▶ [TASK DETAILS]: Find the line with "fn row_cells(row: ElementRef<'_>)" in the entries below. Repeat it, every following line, and the line with "assert_eq!(rows[0].len(), 2);", exactly and with nothing added.

▶ [TASK DATA]:
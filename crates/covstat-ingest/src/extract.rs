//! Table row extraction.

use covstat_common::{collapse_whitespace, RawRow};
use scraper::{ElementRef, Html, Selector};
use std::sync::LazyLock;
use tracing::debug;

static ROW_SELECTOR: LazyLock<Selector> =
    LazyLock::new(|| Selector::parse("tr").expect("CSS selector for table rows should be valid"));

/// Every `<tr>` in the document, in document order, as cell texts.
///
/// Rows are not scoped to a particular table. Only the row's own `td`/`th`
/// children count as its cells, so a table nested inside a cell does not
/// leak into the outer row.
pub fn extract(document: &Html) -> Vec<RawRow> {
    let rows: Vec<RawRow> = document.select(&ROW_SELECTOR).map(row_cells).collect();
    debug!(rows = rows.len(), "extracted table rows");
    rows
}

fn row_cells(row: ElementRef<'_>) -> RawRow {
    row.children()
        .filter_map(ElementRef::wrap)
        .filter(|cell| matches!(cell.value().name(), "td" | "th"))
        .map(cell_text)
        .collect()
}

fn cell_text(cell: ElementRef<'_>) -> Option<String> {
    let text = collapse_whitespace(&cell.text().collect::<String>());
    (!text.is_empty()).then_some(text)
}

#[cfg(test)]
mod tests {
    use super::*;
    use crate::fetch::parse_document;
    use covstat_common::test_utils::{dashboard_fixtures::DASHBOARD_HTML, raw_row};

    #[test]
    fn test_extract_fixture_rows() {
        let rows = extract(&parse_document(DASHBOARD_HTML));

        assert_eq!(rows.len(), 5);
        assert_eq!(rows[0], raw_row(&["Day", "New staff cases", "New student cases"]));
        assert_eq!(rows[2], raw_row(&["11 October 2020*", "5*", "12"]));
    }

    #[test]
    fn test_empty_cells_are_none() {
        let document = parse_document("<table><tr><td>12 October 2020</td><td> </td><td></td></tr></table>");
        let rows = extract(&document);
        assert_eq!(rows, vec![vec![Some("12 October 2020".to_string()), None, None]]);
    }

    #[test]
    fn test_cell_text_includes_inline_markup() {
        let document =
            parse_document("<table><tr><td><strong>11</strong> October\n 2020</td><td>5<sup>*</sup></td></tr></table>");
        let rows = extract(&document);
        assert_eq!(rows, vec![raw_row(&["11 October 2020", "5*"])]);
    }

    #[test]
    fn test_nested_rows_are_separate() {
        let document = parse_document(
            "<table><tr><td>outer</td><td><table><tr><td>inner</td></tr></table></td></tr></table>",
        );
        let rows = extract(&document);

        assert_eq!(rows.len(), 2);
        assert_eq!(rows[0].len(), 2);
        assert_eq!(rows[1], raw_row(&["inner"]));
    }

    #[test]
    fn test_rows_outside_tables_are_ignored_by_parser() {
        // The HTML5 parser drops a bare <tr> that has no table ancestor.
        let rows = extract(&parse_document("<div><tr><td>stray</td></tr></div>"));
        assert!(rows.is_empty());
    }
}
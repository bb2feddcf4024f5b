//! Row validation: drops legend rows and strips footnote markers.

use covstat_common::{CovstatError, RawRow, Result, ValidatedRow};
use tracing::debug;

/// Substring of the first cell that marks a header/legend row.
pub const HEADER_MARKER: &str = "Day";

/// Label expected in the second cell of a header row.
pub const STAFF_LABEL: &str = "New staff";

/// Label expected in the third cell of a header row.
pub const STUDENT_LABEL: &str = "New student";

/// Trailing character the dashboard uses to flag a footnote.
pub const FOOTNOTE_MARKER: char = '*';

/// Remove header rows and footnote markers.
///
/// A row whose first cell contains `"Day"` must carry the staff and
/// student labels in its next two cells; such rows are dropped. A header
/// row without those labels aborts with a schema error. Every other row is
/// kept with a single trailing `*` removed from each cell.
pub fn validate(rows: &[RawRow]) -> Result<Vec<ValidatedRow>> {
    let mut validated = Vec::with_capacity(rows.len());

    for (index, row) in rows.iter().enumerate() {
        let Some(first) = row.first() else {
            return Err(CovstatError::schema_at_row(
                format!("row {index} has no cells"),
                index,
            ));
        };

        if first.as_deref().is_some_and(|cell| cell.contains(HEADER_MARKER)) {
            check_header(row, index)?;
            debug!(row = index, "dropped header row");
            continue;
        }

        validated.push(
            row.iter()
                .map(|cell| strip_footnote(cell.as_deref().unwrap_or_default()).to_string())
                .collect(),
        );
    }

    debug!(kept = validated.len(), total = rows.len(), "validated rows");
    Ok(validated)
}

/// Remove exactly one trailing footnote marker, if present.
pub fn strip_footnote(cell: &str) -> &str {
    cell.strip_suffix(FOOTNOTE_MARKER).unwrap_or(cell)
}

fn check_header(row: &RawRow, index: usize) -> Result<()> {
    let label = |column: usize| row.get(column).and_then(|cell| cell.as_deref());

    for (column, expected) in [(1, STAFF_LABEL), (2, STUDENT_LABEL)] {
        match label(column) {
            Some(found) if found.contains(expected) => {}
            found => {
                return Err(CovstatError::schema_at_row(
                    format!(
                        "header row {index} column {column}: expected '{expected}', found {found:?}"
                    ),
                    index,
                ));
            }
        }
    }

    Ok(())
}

▶ [RESULT]:
fn row_cells(row: ElementRef<'_>) -> RawRow {
    row.children()
        .filter_map(ElementRef::wrap)
        .filter(|cell| matches!(cell.value().name(), "td" | "th"))
        .map(cell_text)
        .collect()
}

fn cell_text(cell: ElementRef<'_>) -> Option<String> {
    let text = collapse_whitespace(&cell.text().collect::<String>());
    (!text.is_empty()).then_some(text)
}

#[cfg(test)]
mod tests {
    use super::*;
    use crate::fetch::parse_document;
    use covstat_common::test_utils::{dashboard_fixtures::DASHBOARD_HTML, raw_row};

    #[test]
    fn test_extract_fixture_rows() {
        let rows = extract(&parse_document(DASHBOARD_HTML));

        assert_eq!(rows.len(), 5);
        assert_eq!(rows[0], raw_row(&["Day", "New staff cases", "New student cases"]));
        assert_eq!(rows[2], raw_row(&["11 October 2020*", "5*", "12"]));
    }

    #[test]
    fn test_empty_cells_are_none() {
        let document = parse_document("<table><tr><td>12 October 2020</td><td> </td><td></td></tr></table>");
        let rows = extract(&document);
        assert_eq!(rows, vec![vec![Some("12 October 2020".to_string()), None, None]]);
    }

    #[test]
    fn test_cell_text_includes_inline_markup() {
        let document =
            parse_document("<table><tr><td><strong>11</strong> October\n 2020</td><td>5<sup>*</sup></td></tr></table>");
        let rows = extract(&document);
        assert_eq!(rows, vec![raw_row(&["11 October 2020", "5*"])]);
    }

    #[test]
    fn test_nested_rows_are_separate() {
        let document = parse_document(
            "<table><tr><td>outer</td><td><table><tr><td>inner</td></tr></table></td></tr></table>",
        );
        let rows = extract(&document);

        assert_eq!(rows.len(), 2);
        assert_eq!(rows[0].len(), 2);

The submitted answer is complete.